Action item :: Scan the records below for the line containing "prop_assert_eq!(catalog.len(), names.len());" and the line containing "pub mod redemption;". Copy both, plus every line between, exactly.

Dataset records below:

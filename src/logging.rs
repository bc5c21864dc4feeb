//! Tracing subscriber setup.
//!
//! Console output is always on; `--log-json` switches it to JSON lines. When
//! a log directory is given a second, JSON-formatted layer writes to a daily
//! rolling file through a non-blocking writer. The returned guard must be kept
//! alive for the lifetime of the process or buffered lines are lost.

use std::path::Path;

use anyhow::{Context, Result};
use tracing_appender::non_blocking::WorkerGuard;
use tracing_subscriber::{EnvFilter, Layer, Registry, fmt, layer::SubscriberExt, util::SubscriberInitExt};

type BoxedLayer = Box<dyn Layer<Registry> + Send + Sync>;

const LOG_FILE_PREFIX: &str = "forgeflow.log";

fn filter(verbose: bool) -> EnvFilter {
    let default = if verbose { "forgeflow=debug,info" } else { "info" };
    EnvFilter::try_from_default_env().unwrap_or_else(|_| EnvFilter::new(default))
}

/// Install the global subscriber. Safe to call when one is already set; the
/// existing subscriber wins.
pub fn init(verbose: bool, json: bool, log_dir: Option<&Path>) -> Result<Option<WorkerGuard>> {
    let mut layers: Vec<BoxedLayer> = Vec::new();
    let console: BoxedLayer = if json {
        fmt::layer()
            .json()
            .with_target(true)
            .with_writer(std::io::stderr)
            .with_filter(filter(verbose))
            .boxed()
    } else {
        fmt::layer()
            .with_target(false)
            .with_writer(std::io::stderr)
            .with_filter(filter(verbose))
            .boxed()
    };

    layers.push(console);

    let guard = match log_dir {
        Some(dir) => {
            std::fs::create_dir_all(dir)
                .with_context(|| format!("Failed to create log directory {}", dir.display()))?;
            let appender = tracing_appender::rolling::daily(dir, LOG_FILE_PREFIX);
            let (writer, guard) = tracing_appender::non_blocking(appender);
            layers.push(
                fmt::layer()
                    .json()
                    .with_ansi(false)
                    .with_target(true)
                    .with_thread_ids(true)
                    .with_writer(writer)
                    .with_filter(filter(verbose))
                    .boxed(),
            );
            Some(guard)
        }
        None => None,
    };

    if tracing_subscriber::registry().with(layers).try_init().is_err() {
        tracing::debug!("global tracing subscriber already installed");
    }

    if let Some(dir) = log_dir {
        tracing::info!(log_dir = %dir.display(), "file logging enabled");
    }
    Ok(guard)
}

#[cfg(test)]
mod tests {
    use super::*;

    #[test]
    fn test_init_with_log_dir_creates_directory() {
        let tmp = tempfile::tempdir().unwrap();
        let dir = tmp.path().join("logs");
        let guard = init(false, false, Some(&dir)).unwrap();
        assert!(dir.is_dir());
        assert!(guard.is_some());
        // A second install is tolerated.
        assert!(init(true, true, None).unwrap().is_none());
    }
}
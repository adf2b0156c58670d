use serde::{Deserialize, Serialize};

use degen_core::{Amount, Entity, ItemId, LedgerError, LedgerResult};

/// A redeemable store item.
///
/// Immutable except for `redeemed`, which flips `false -> true` exactly once.
#[derive(Debug, Clone, PartialEq, Eq, Serialize, Deserialize)]
pub struct CatalogEntry {
    pub id: ItemId,
    pub name: String,
    pub price: Amount,
    /// Always `true` for appended entries; kept so a future soft-delete can
    /// hide an entry without reusing its id.
    pub exists: bool,
    #[serde(rename = "isRedeemed")]
    pub redeemed: bool,
}

impl Entity for CatalogEntry {
    type Id = ItemId;

    fn id(&self) -> &Self::Id {
        &self.id
    }
}

/// Ordered list of catalog entries. Ids are positions in the list.
#[derive(Debug, Clone, Default, PartialEq, Eq)]
pub struct StoreCatalog {
    entries: Vec<CatalogEntry>,
}

impl StoreCatalog {
    pub fn new() -> Self {
        Self::default()
    }

    pub fn len(&self) -> usize {
        self.entries.len()
    }

    pub fn is_empty(&self) -> bool {
        self.entries.is_empty()
    }

    /// Entries in id order.
    pub fn entries(&self) -> impl Iterator<Item = &CatalogEntry> {
        self.entries.iter()
    }

    /// The id the next `add_entry` call will assign.
    pub fn next_id(&self) -> LedgerResult<ItemId> {
        u64::try_from(self.entries.len())
            .map(ItemId::new)
            .map_err(|_| LedgerError::Overflow)
    }

    /// Validate a prospective entry without appending it.
    pub fn check_entry(&self, name: &str) -> LedgerResult<ItemId> {
        if name.trim().is_empty() {
            return Err(LedgerError::invalid_argument("item name cannot be empty"));
        }
        self.next_id()
    }

    /// Append a new, unredeemed entry and return its id.
    pub fn add_entry(&mut self, name: impl Into<String>, price: Amount) -> LedgerResult<ItemId> {
        let name = name.into();
        let id = self.check_entry(&name)?;

        self.entries.push(CatalogEntry {
            id,
            name,
            price,
            exists: true,
            redeemed: false,
        });
        Ok(id)
    }

    /// Look up an entry; out-of-range or non-existent ids are `ItemNotAvailable`.
    pub fn get_entry(&self, id: ItemId) -> LedgerResult<&CatalogEntry> {
        id.index()
            .and_then(|idx| self.entries.get(idx))
            .filter(|entry| entry.exists)
            .ok_or(LedgerError::ItemNotAvailable(id))
    }

    /// Look up an entry that can still be redeemed.
    ///
    /// Check order: existence first, then the redeemed flag.
    pub fn check_redeemable(&self, id: ItemId) -> LedgerResult<&CatalogEntry> {
        let entry = self.get_entry(id)?;
        if entry.redeemed {
            return Err(LedgerError::ItemAlreadyRedeemed(id));
        }
        Ok(entry)
    }

    /// Flip the redeemed flag. Fails without effect if the entry is missing or
    /// already redeemed.
    pub fn mark_redeemed(&mut self, id: ItemId) -> LedgerResult<()> {
        self.check_redeemable(id)?;
        if let Some(entry) = id.index().and_then(|idx| self.entries.get_mut(idx)) {
            entry.redeemed = true;
        }
        Ok(())
    }
}

#[cfg(test)]
mod tests {
    use super::*;
    use proptest::prelude::*;

    fn boots() -> StoreCatalog {
        let mut catalog = StoreCatalog::new();
        for (name, price) in [("Golden Boot", 200u64), ("Silver Boot", 150), ("Bronze Boot", 100)] {
            catalog.add_entry(name, Amount::from(price)).unwrap();
        }
        catalog
    }

    #[test]
    fn entries_get_sequential_ids_in_insertion_order() {
        let catalog = boots();
        let ids: Vec<u64> = catalog.entries().map(|e| e.id.get()).collect();
        assert_eq!(ids, vec![0, 1, 2]);

        let silver = catalog.get_entry(ItemId::new(1)).unwrap();
        assert_eq!(silver.name, "Silver Boot");
        assert_eq!(silver.price, Amount::new(150));
        assert!(silver.exists);
        assert!(!silver.redeemed);
    }

    #[test]
    fn empty_name_is_rejected_before_appending() {
        let mut catalog = StoreCatalog::new();
        assert!(matches!(
            catalog.add_entry("   ", Amount::new(10)),
            Err(LedgerError::InvalidArgument(_))
        ));
        assert!(catalog.is_empty());
    }

    #[test]
    fn zero_price_is_allowed() {
        let mut catalog = StoreCatalog::new();
        let id = catalog.add_entry("Sticker", Amount::ZERO).unwrap();
        assert_eq!(catalog.get_entry(id).unwrap().price, Amount::ZERO);
    }

    #[test]
    fn unknown_id_is_not_available() {
        let catalog = boots();
        assert_eq!(
            catalog.get_entry(ItemId::new(99)).unwrap_err(),
            LedgerError::ItemNotAvailable(ItemId::new(99))
        );
        assert_eq!(
            catalog.get_entry(ItemId::new(u64::MAX)).unwrap_err(),
            LedgerError::ItemNotAvailable(ItemId::new(u64::MAX))
        );
    }

    #[test]
    fn redeemed_flag_flips_exactly_once() {
        let mut catalog = boots();
        let id = ItemId::new(0);

        catalog.mark_redeemed(id).unwrap();
        assert!(catalog.get_entry(id).unwrap().redeemed);
        assert_eq!(catalog.mark_redeemed(id), Err(LedgerError::ItemAlreadyRedeemed(id)));
        assert!(!catalog.get_entry(ItemId::new(1)).unwrap().redeemed);
    }

    #[test]
    fn snapshot_uses_the_store_item_wire_shape() {
        let catalog = boots();
        let json = serde_json::to_value(catalog.get_entry(ItemId::new(2)).unwrap()).unwrap();
        assert_eq!(
            json,
            serde_json::json!({
                "id": 2,
                "name": "Bronze Boot",
                "price": 100,
                "exists": true,
                "isRedeemed": false,
            })
        );
    }

    proptest! {
        #[test]
        fn ids_match_positions(names in prop::collection::vec("[a-z]{1,8}", 0..20)) {
            let mut catalog = StoreCatalog::new();
            for (i, name) in names.iter().enumerate() {
                let id = catalog.add_entry(name.as_str(), Amount::from(i as u64)).unwrap();
                prop_assert_eq!(id.get(), i as u64);
            }
            prop_assert_eq!(catalog.len(), names.len());
        }
    }
}
//! `degen-contract` — the reward token: ledger + store catalog + redemption.
//!
//! `DegenToken` is the pure aggregate (decide with `handle`, commit with
//! `apply`). `TokenService` is the public operation surface: it serializes
//! every mutation behind one lock spanning ledger and catalog, and publishes
//! committed events.

pub mod config;
pub mod redemption;
pub mod service;
pub mod token;

pub use config::TokenConfig;
pub use redemption::{Redemption, RedemptionEngine};
pub use service::{TokenEnvelope, TokenService};
pub use token::{
    AddStoreItem, Burn, Burned, DegenToken, ItemRedeemed, Mint, Minted, RedeemItem,
    StoreItemAdded, TokenCommand, TokenEvent, Transfer, Transferred,
};
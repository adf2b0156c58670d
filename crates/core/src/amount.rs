//! Token amounts in the ledger's minimal unit.

use serde::{Deserialize, Serialize};

use crate::ValueObject;

/// Number of display decimals. One minimal unit is a tenth of a token.
pub const DECIMALS: u8 = 1;

const UNITS_PER_TOKEN: u128 = 10;

/// Non-negative token amount, counted in minimal units.
///
/// Negative amounts are unrepresentable. Arithmetic is checked: callers turn a
/// `None` from `checked_add` into `LedgerError::Overflow` and a `None` from
/// `checked_sub` into `LedgerError::InsufficientBalance`.
#[derive(
    Debug, Copy, Clone, Default, PartialEq, Eq, Hash, PartialOrd, Ord, Serialize, Deserialize,
)]
#[serde(transparent)]
pub struct Amount(u128);

impl ValueObject for Amount {}

impl Amount {
    pub const ZERO: Amount = Amount(0);
    pub const MAX: Amount = Amount(u128::MAX);

    pub const fn new(units: u128) -> Self {
        Self(units)
    }

    pub const fn units(self) -> u128 {
        self.0
    }

    pub const fn is_zero(self) -> bool {
        self.0 == 0
    }

    pub fn checked_add(self, rhs: Amount) -> Option<Amount> {
        self.0.checked_add(rhs.0).map(Amount)
    }

    pub fn checked_sub(self, rhs: Amount) -> Option<Amount> {
        self.0.checked_sub(rhs.0).map(Amount)
    }

    /// Render with `DECIMALS` fractional digits, e.g. `205` -> `"20.5"`.
    ///
    /// Presentation only; the ledger never rounds.
    pub fn to_display_string(self) -> String {
        format!("{}.{}", self.0 / UNITS_PER_TOKEN, self.0 % UNITS_PER_TOKEN)
    }
}

impl core::fmt::Display for Amount {
    fn fmt(&self, f: &mut core::fmt::Formatter<'_>) -> core::fmt::Result {
        core::fmt::Display::fmt(&self.0, f)
    }
}

impl From<u128> for Amount {
    fn from(value: u128) -> Self {
        Self(value)
    }
}

impl From<u64> for Amount {
    fn from(value: u64) -> Self {
        Self(u128::from(value))
    }
}
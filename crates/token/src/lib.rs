//! Token ledger module (single fungible asset).
//!
//! Pure domain logic only: no IO, no locking, no logging. Owner gating for
//! `mint` is the caller's job (see `degen-auth`).

pub mod ledger;

pub use ledger::TokenLedger;
//! Event publishing/subscription abstraction (mechanics only).
//!
//! The bus distributes committed ledger events to any number of consumers
//! (audit logs, read models, notification workers). It is not a source of
//! truth: the ledger state is, and events are published only after they have
//! been applied.

use std::sync::Arc;
use std::sync::mpsc::Receiver;
use std::time::Duration;

/// A subscription to an event stream.
///
/// Each subscription gets a copy of every message published after it was
/// created (broadcast semantics).
///
/// ```ignore
/// let subscription = bus.subscribe();
/// loop {
///     match subscription.recv_timeout(Duration::from_secs(1)) {
///         Ok(event) => process(event)?,
///         Err(RecvTimeoutError::Timeout) => continue,
///         Err(RecvTimeoutError::Disconnected) => break,
///     }
/// }
/// ```
#[derive(Debug)]
pub struct Subscription<M> {
    receiver: Receiver<M>,
}

impl<M> Subscription<M> {
    pub fn new(receiver: Receiver<M>) -> Self {
        Self { receiver }
    }

    /// Block until the next message is available.
    pub fn recv(&self) -> Result<M, std::sync::mpsc::RecvError> {
        self.receiver.recv()
    }

    /// Try to receive a message without blocking.
    pub fn try_recv(&self) -> Result<M, std::sync::mpsc::TryRecvError> {
        self.receiver.try_recv()
    }

    /// Block for up to `timeout` waiting for a message.
    pub fn recv_timeout(&self, timeout: Duration) -> Result<M, std::sync::mpsc::RecvTimeoutError> {
        self.receiver.recv_timeout(timeout)
    }

    /// Drain everything currently queued without blocking.
    pub fn drain(&self) -> Vec<M> {
        self.receiver.try_iter().collect()
    }
}

/// Transport-agnostic pub/sub contract.
///
/// `publish()` can fail; callers decide whether that is fatal. Implementations
/// must be safe to share across threads.
pub trait EventBus<M>: Send + Sync {
    type Error: core::fmt::Debug + Send + Sync + 'static;

    fn publish(&self, message: M) -> Result<(), Self::Error>;

    fn subscribe(&self) -> Subscription<M>;
}

impl<M, B> EventBus<M> for Arc<B>
where
    B: EventBus<M> + ?Sized,
{
    type Error = B::Error;

    fn publish(&self, message: M) -> Result<(), Self::Error> {
        (**self).publish(message)
    }

    fn subscribe(&self) -> Subscription<M> {
        (**self).subscribe()
    }
}
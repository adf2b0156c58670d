//! Value object trait: equality by value, not identity.

/// Marker trait for value objects.
///
/// Value objects are **immutable** and **compared by value**. `Amount` is a
/// value object (two amounts of 50 are the same thing); a catalog entry is an
/// entity (two entries named "Sword" priced 50 are still different entries).
///
/// To "modify" a value object, compute a new one (`a.checked_add(b)`).
pub trait ValueObject: Clone + PartialEq + core::fmt::Debug {}
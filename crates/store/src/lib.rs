//! Reward store catalog (append-only, index-addressed).
//!
//! Pure domain logic only: no IO, no locking, no logging.

pub mod catalog;

pub use catalog::{CatalogEntry, StoreCatalog};
//! Exchanging balance for a store item.
//!
//! ```text
//! Available (exists, !redeemed) --redeem--> Redeemed (terminal)
//! ```

use serde::{Deserialize, Serialize};

use degen_core::{Amount, ItemId, LedgerError, LedgerResult, PrincipalId};
use degen_store::StoreCatalog;
use degen_token::TokenLedger;

/// A validated redemption: `account` pays `price` for `item_id`.
#[derive(Debug, Copy, Clone, PartialEq, Eq, Serialize, Deserialize)]
pub struct Redemption {
    pub item_id: ItemId,
    pub account: PrincipalId,
    pub price: Amount,
}

/// Joint view over the ledger and the catalog for the redemption transaction.
///
/// Holding both `&mut` borrows at once is what makes the debit and the
/// redeemed flag a single step: nothing else can observe one without the
/// other.
#[derive(Debug)]
pub struct RedemptionEngine<'a> {
    ledger: &'a mut TokenLedger,
    catalog: &'a mut StoreCatalog,
}

impl<'a> RedemptionEngine<'a> {
    pub fn new(ledger: &'a mut TokenLedger, catalog: &'a mut StoreCatalog) -> Self {
        Self { ledger, catalog }
    }

    /// Validate a redemption without touching state.
    ///
    /// Check order: existence, then redeemed flag, then balance.
    pub fn check(
        ledger: &TokenLedger,
        catalog: &StoreCatalog,
        account: PrincipalId,
        item_id: ItemId,
    ) -> LedgerResult<Redemption> {
        let entry = catalog.check_redeemable(item_id)?;
        ledger.check_debit(account, entry.price)?;

        Ok(Redemption {
            item_id,
            account,
            price: entry.price,
        })
    }

    /// Validate and commit in one go.
    pub fn redeem(&mut self, account: PrincipalId, item_id: ItemId) -> LedgerResult<Redemption> {
        let redemption = Self::check(&*self.ledger, &*self.catalog, account, item_id)?;
        self.commit(&redemption)?;
        Ok(redemption)
    }

    /// Commit a previously decided redemption.
    ///
    /// The checks are re-run against current state, and the recorded price
    /// must still match the entry, so a stale or forged `Redemption` is
    /// rejected before anything changes.
    pub fn commit(&mut self, redemption: &Redemption) -> LedgerResult<()> {
        let current = Self::check(
            &*self.ledger,
            &*self.catalog,
            redemption.account,
            redemption.item_id,
        )?;
        if current.price != redemption.price {
            return Err(LedgerError::invariant(format!(
                "price mismatch for store item {} (recorded: {}, current: {})",
                redemption.item_id, redemption.price, current.price
            )));
        }

        // Both steps were just validated against the same state.
        self.ledger.debit(redemption.account, redemption.price)?;
        self.catalog.mark_redeemed(redemption.item_id)?;
        Ok(())
    }
}

#[cfg(test)]
mod tests {
    use super::*;

    struct Fixture {
        ledger: TokenLedger,
        catalog: StoreCatalog,
        x: PrincipalId,
    }

    fn fixture(balance: u64, prices: &[u64]) -> Fixture {
        let mut ledger = TokenLedger::new();
        let mut catalog = StoreCatalog::new();
        let x = PrincipalId::new();
        ledger.mint(x, Amount::from(balance)).unwrap();
        for (i, price) in prices.iter().enumerate() {
            catalog.add_entry(format!("item-{i}"), Amount::from(*price)).unwrap();
        }
        Fixture { ledger, catalog, x }
    }

    #[test]
    fn redeem_debits_price_and_flags_entry() {
        let mut f = fixture(200, &[200]);
        let id = ItemId::new(0);

        let r = RedemptionEngine::new(&mut f.ledger, &mut f.catalog)
            .redeem(f.x, id)
            .unwrap();

        assert_eq!(r.price, Amount::new(200));
        assert_eq!(f.ledger.balance_of(f.x), Amount::ZERO);
        assert_eq!(f.ledger.total_supply(), Amount::ZERO);
        assert!(f.catalog.get_entry(id).unwrap().redeemed);
    }

    #[test]
    fn insufficient_balance_leaves_everything_untouched() {
        let mut f = fixture(100, &[150]);
        let id = ItemId::new(0);

        let err = RedemptionEngine::new(&mut f.ledger, &mut f.catalog)
            .redeem(f.x, id)
            .unwrap_err();

        assert_eq!(err, LedgerError::insufficient(Amount::new(100), Amount::new(150)));
        assert_eq!(f.ledger.balance_of(f.x), Amount::new(100));
        assert!(!f.catalog.get_entry(id).unwrap().redeemed);
    }

    #[test]
    fn already_redeemed_wins_over_insufficient_balance() {
        let mut f = fixture(50, &[50]);
        let id = ItemId::new(0);
        RedemptionEngine::new(&mut f.ledger, &mut f.catalog)
            .redeem(f.x, id)
            .unwrap();

        // Balance is now 0 < 50, but the redeemed check runs first.
        let err = RedemptionEngine::check(&f.ledger, &f.catalog, f.x, id).unwrap_err();
        assert_eq!(err, LedgerError::ItemAlreadyRedeemed(id));
    }

    #[test]
    fn missing_item_is_not_available() {
        let f = fixture(100, &[]);
        let err = RedemptionEngine::check(&f.ledger, &f.catalog, f.x, ItemId::new(99)).unwrap_err();
        assert_eq!(err, LedgerError::ItemNotAvailable(ItemId::new(99)));
    }

    #[test]
    fn commit_rejects_a_redemption_with_a_different_price() {
        let mut f = fixture(500, &[100]);
        let forged = Redemption {
            item_id: ItemId::new(0),
            account: f.x,
            price: Amount::new(1),
        };

        let err = RedemptionEngine::new(&mut f.ledger, &mut f.catalog)
            .commit(&forged)
            .unwrap_err();

        assert!(matches!(err, LedgerError::InvariantViolation(_)));
        assert_eq!(f.ledger.balance_of(f.x), Amount::new(500));
        assert!(!f.catalog.get_entry(ItemId::new(0)).unwrap().redeemed);
    }
}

End of Dataset records.

Result ::
            prop_assert_eq!(catalog.len(), names.len());
        }
    }
}
//! `degen-contract` — the reward token: ledger + store catalog + redemption.
//!
//! `DegenToken` is the pure aggregate (decide with `handle`, commit with
//! `apply`). `TokenService` is the public operation surface: it serializes
//! every mutation behind one lock spanning ledger and catalog, and publishes
//! committed events.

pub mod config;
pub mod redemption;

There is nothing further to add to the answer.